I'm kinda stuck with using a set with a pointer delegate. My code is as follows:
void Graph::addNodes (NodeSet& nodes)
{
for (NodeSet::iterator pos = nodes.begin(); pos != nodes.end(); ++pos)
{
addNode(*pos);
}
}
Here NodeSet is defined as:
typedef std::set<Node_ptr, Node_ptr_Sorting_Predicate> NodeSet;
The above piece of code works perfectly on my windows machine, but when I run the same piece of code on a MAC, it gives me the following error:
no matching function for call to 'Graph::addNode(const boost::shared_ptr<Node>&)'
FYI, Node_ptr is of type: typedef boost::shared_ptr<Node> Node_ptr;
Can somebody please tell me why this is happening?
Ok, from your added information, the problem seems to be that addNode takes a Node_ptr per non-const reference, while what the compiler has to call the function is a const boost::shared_ptr<Node>& (note the const). Let me explain:
std::set is an associative container. Associative containers store their elements in some order, using the key element to define the ordering. If you would be allowed to change the key without the container knowing, you would invalidate the container's internal order. That's why I believe dereferencing a std::set<T>::iterator does not return an modifiable lvalue. (Which means you cannot alter the reference returned. For example, if you have an iterator pos into a std::set<int>, *pos=42 should not compile.)
The catch with this is that only modifiable lvalues will bind to a non-const reference. But what *pos returns isn't a modifiable lvalue and thus won't. (So, in my example, int& r = *pos; won't compile.) The reason is that, if this was allowed, you could change the sorting key through that non-const reference behind the container's back and mess up the container's internal ordering.
That is why the result of your *pos won't bind to a Node_ptr&. And that in turn is why the compiler cannot call your function.
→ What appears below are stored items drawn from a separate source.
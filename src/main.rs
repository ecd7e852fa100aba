mod cli;
mod commands;
mod config;
mod engine;
mod paths;
mod state;
mod ui;

use anyhow::{Context as AnyhowContext, Result};
use clap::{CommandFactory, Parser};
use clap_complete::generate;
use cli::{Cli, Command};
use cloudkit::LocalControlPlane;
use std::io;
use std::path::PathBuf;

/// Global context for the application
pub struct Context {
    pub quiet: bool,
    config: Option<String>,
    state: Option<String>,
    remote: Option<String>,
    authenticated: bool,
}

impl Context {
    /// Desired configuration file
    pub fn config_path(&self) -> Result<PathBuf> {
        paths::resolve(self.config.as_deref(), paths::config_dir, paths::CONFIG_FILE)
    }

    /// Recorded state file
    pub fn state_path(&self) -> Result<PathBuf> {
        paths::resolve(self.state.as_deref(), paths::state_dir, paths::STATE_FILE)
    }

    /// Open the control plane store
    pub fn open_remote(&self) -> Result<LocalControlPlane> {
        let path = paths::resolve(self.remote.as_deref(), paths::state_dir, paths::REMOTE_FILE)?;
        let remote = LocalControlPlane::open(&path)
            .with_context(|| format!("Failed to open control plane at {}", path.display()))?;
        Ok(remote.authenticated(self.authenticated))
    }
}

fn main() -> Result<()> {
    let cli = Cli::parse();

    // Initialize logging based on verbosity
    let log_level = match cli.verbose {
        0 => log::LevelFilter::Warn,
        1 => log::LevelFilter::Info,
        2 => log::LevelFilter::Debug,
        _ => log::LevelFilter::Trace,
    };

    env_logger::Builder::new()
        .filter_level(if cli.quiet {
            log::LevelFilter::Error
        } else {
            log_level
        })
        .format_timestamp(None)
        .parse_default_env()
        .init();

    let ctx = Context {
        quiet: cli.quiet,
        config: cli.config,
        state: cli.state,
        remote: cli.remote,
        authenticated: cli.authenticated,
    };

    match cli.command {
        Command::Plan(args) => commands::declarative::plan(&ctx, &args),
        Command::Apply(args) => commands::declarative::apply(&ctx, &args),
        Command::Destroy(args) => commands::declarative::destroy(&ctx, &args),
        Command::Import { address, id } => commands::import::run(&ctx, &address, &id),
        Command::Show { address } => commands::show::run(&ctx, address.as_deref()),
        Command::Schema { kind } => commands::schema::run(kind.as_deref()),
        Command::Completions { shell } => {
            let mut cmd = Cli::command();
            generate(shell, &mut cmd, "converge", &mut io::stdout());
            Ok(())
        }
    }
}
Does your addNode() member function really alter the Node it's given? If not, it should take a const Node_ptr&.
If it does, you have a design problem. You cannot alter an element that's in a set. The only thing you can do is to remove it from the set, change it, and add it back in.
On a side note: VC9 indeed compiles the following piece of code:
#include <iostream>
#include <set>
#include <typeinfo>
#include <iterator>
int main()
{
std::set<int> set;
set.insert(5);
std::cout << *set.begin() << '\n';
*set.begin() = 3; // this is an error!
std::cout << *set.begin() << '\n';
return (0);
}
I believe this is an error in VC9. Comeau rejects it.
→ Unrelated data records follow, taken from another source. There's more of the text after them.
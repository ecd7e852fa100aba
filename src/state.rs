use anyhow::{Context, Result, bail};
use chrono::{DateTime, Utc};
use declarative::{ResourceAddress, ResourceState};
use serde::{Deserialize, Serialize};
use std::collections::BTreeMap;
use std::fs;
use std::path::Path;

/// Current state file format version
pub const STATE_VERSION: u32 = 1;

// ============================================================================
// State Structures
// ============================================================================

/// Recorded state of every managed resource
#[derive(Debug, Serialize, Deserialize, Clone)]
pub struct StateFile {
    pub version: u32,

    /// Last time the state was updated
    pub last_updated: DateTime<Utc>,

    /// Resource states keyed by `kind.name`
    #[serde(default)]
    pub resources: BTreeMap<String, ResourceState>,
}

impl Default for StateFile {
    fn default() -> Self {
        Self {
            version: STATE_VERSION,
            last_updated: Utc::now(),
            resources: BTreeMap::new(),
        }
    }
}

impl StateFile {
    /// Load state from disk, or return default if file doesn't exist
    pub fn load(path: &Path) -> Result<Self> {
        if !path.exists() {
            log::debug!("State file does not exist, using empty state");
            return Ok(Self::default());
        }

        let content = fs::read_to_string(path)
            .with_context(|| format!("Failed to read state file: {}", path.display()))?;

        let state: Self = serde_json::from_str(&content)
            .with_context(|| format!("Failed to parse state file: {}", path.display()))?;

        if state.version > STATE_VERSION {
            bail!(
                "State file {} has version {}, newer than supported version {}",
                path.display(),
                state.version,
                STATE_VERSION
            );
        }

        log::debug!(
            "Loaded {} resources from {}",
            state.resources.len(),
            path.display()
        );
        Ok(state)
    }

    /// Save state to disk, replacing the previous file atomically
    pub fn save(&mut self, path: &Path) -> Result<()> {
        if let Some(dir) = path.parent()
            && !dir.as_os_str().is_empty()
        {
            fs::create_dir_all(dir)
                .with_context(|| format!("Failed to create state directory: {}", dir.display()))?;
        }

        self.last_updated = Utc::now();
        let content =
            serde_json::to_string_pretty(&self).context("Failed to serialize state to JSON")?;

        let tmp = path.with_extension("json.tmp");
        fs::write(&tmp, &content)
            .with_context(|| format!("Failed to write state file: {}", tmp.display()))?;
        fs::rename(&tmp, path)
            .with_context(|| format!("Failed to replace state file: {}", path.display()))?;

        log::debug!("Saved state to {}", path.display());
        Ok(())
    }

    pub fn get(&self, address: &ResourceAddress) -> Option<&ResourceState> {
        self.resources.get(&address.to_string())
    }

    /// Record the state of `address`; `None` forgets it.
    pub fn set(&mut self, address: &ResourceAddress, state: Option<ResourceState>) {
        let key = address.to_string();
        match state {
            Some(state) => {
                self.resources.insert(key, state);
            }
            None => {
                self.resources.remove(&key);
            }
        }
    }

    /// Addresses of every recorded resource.
    pub fn addresses(&self) -> Result<Vec<ResourceAddress>> {
        self.resources
            .keys()
            .map(|key| {
                key.parse::<ResourceAddress>()
                    .with_context(|| format!("Invalid address in state file: {key}"))
            })
            .collect()
    }
}

// ============================================================================
// Tests
// ============================================================================

#[cfg(test)]
mod tests {
    use super::*;
    use declarative::{AttributeValue, Attributes};
    use tempfile::TempDir;

    fn vault_state() -> ResourceState {
        ResourceState::new(
            "vault_cluster",
            Attributes::from([
                ("name".to_string(), AttributeValue::from("primary")),
                ("max_lease_ttl".to_string(), AttributeValue::Unknown),
                ("default_lease_ttl".to_string(), AttributeValue::Null),
            ]),
        )
        .with_id("abc")
    }

    #[test]
    fn test_default_state() {
        let state = StateFile::default();
        assert_eq!(state.version, STATE_VERSION);
        assert!(state.resources.is_empty());
    }

    #[test]
    fn test_set_and_forget() {
        let mut state = StateFile::default();
        let address = ResourceAddress::new("vault_cluster", "primary");

        state.set(&address, Some(vault_state()));
        assert_eq!(state.get(&address).and_then(ResourceState::id), Some("abc"));
        assert_eq!(state.addresses().unwrap(), vec![address.clone()]);

        state.set(&address, None);
        assert!(state.get(&address).is_none());
    }

    #[test]
    fn test_save_and_load() {
        let dir = TempDir::new().unwrap();
        let path = dir.path().join("nested").join("state.json");
        let address = ResourceAddress::new("vault_cluster", "primary");

        let mut state = StateFile::default();
        state.set(&address, Some(vault_state()));
        state.save(&path).unwrap();
        assert!(!path.with_extension("json.tmp").exists());

        let loaded = StateFile::load(&path).unwrap();
        let recorded = loaded.get(&address).unwrap();
        assert!(recorded.same_as(&vault_state()));
        // Null and unknown stay distinct on disk
        assert!(recorded.attributes["max_lease_ttl"].is_unknown());
        assert!(recorded.attributes["default_lease_ttl"].is_null());
    }

    #[test]
    fn test_load_missing_file() {
        let dir = TempDir::new().unwrap();
        let state = StateFile::load(&dir.path().join("state.json")).unwrap();
        assert!(state.resources.is_empty());
    }

    #[test]
    fn test_load_rejects_newer_version() {
        let dir = TempDir::new().unwrap();
        let path = dir.path().join("state.json");
        fs::write(
            &path,
            r#"{"version": 99, "last_updated": "2026-01-01T00:00:00Z", "resources": {}}"#,
        )
        .unwrap();

        assert!(StateFile::load(&path).is_err());
    }

    #[test]
    fn test_invalid_address_in_state() {
        let mut state = StateFile::default();
        state
            .resources
            .insert("not-an-address".to_string(), vault_state());
        assert!(state.addresses().is_err());
    }
}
Here's how to solve riddles with a compiler not calling a function you think it should call or calling the wrong function from a set of overloads.
The function you thought it should call is Graph::addNode(Node_ptr&). The code that you thought should call it is
addNode(*pos);
Change that code so that it provides the exact parameter(s) required:
Node_ptr& tmp = *pos;
addNode(tmp);
Now the call should definitely compile (or call the right overload), and the compiler should bark if it thinks *pos cannot be assigned to to a Node_ptr&.
Usually this tactic helps me to find out what's wrong in such situations.
If memory serves, the original C++ spec (1998) permits std::set to return modifiable iterators. This carries with it a risk--the iterator might be used to modify the stored value, such that the ordering of the set is now broken. I believe subsequent versions of the spec have changed this, and now all set iterators are non-modifiable.
VC++ 2010 respects the new behaviour, and has non-modifiable set iterators (which is annoying, as it prevents making changes that don't change the ordering and which ought to be legal).
Prior versions, however, did not. This means that you can create functions that are not suitably annotated with const, which will cause problems on switching to different compilers. The solution is to add the necessary const changes. VC++ will still work (since non-const values can be implicitly made const anyway), and so will everything else.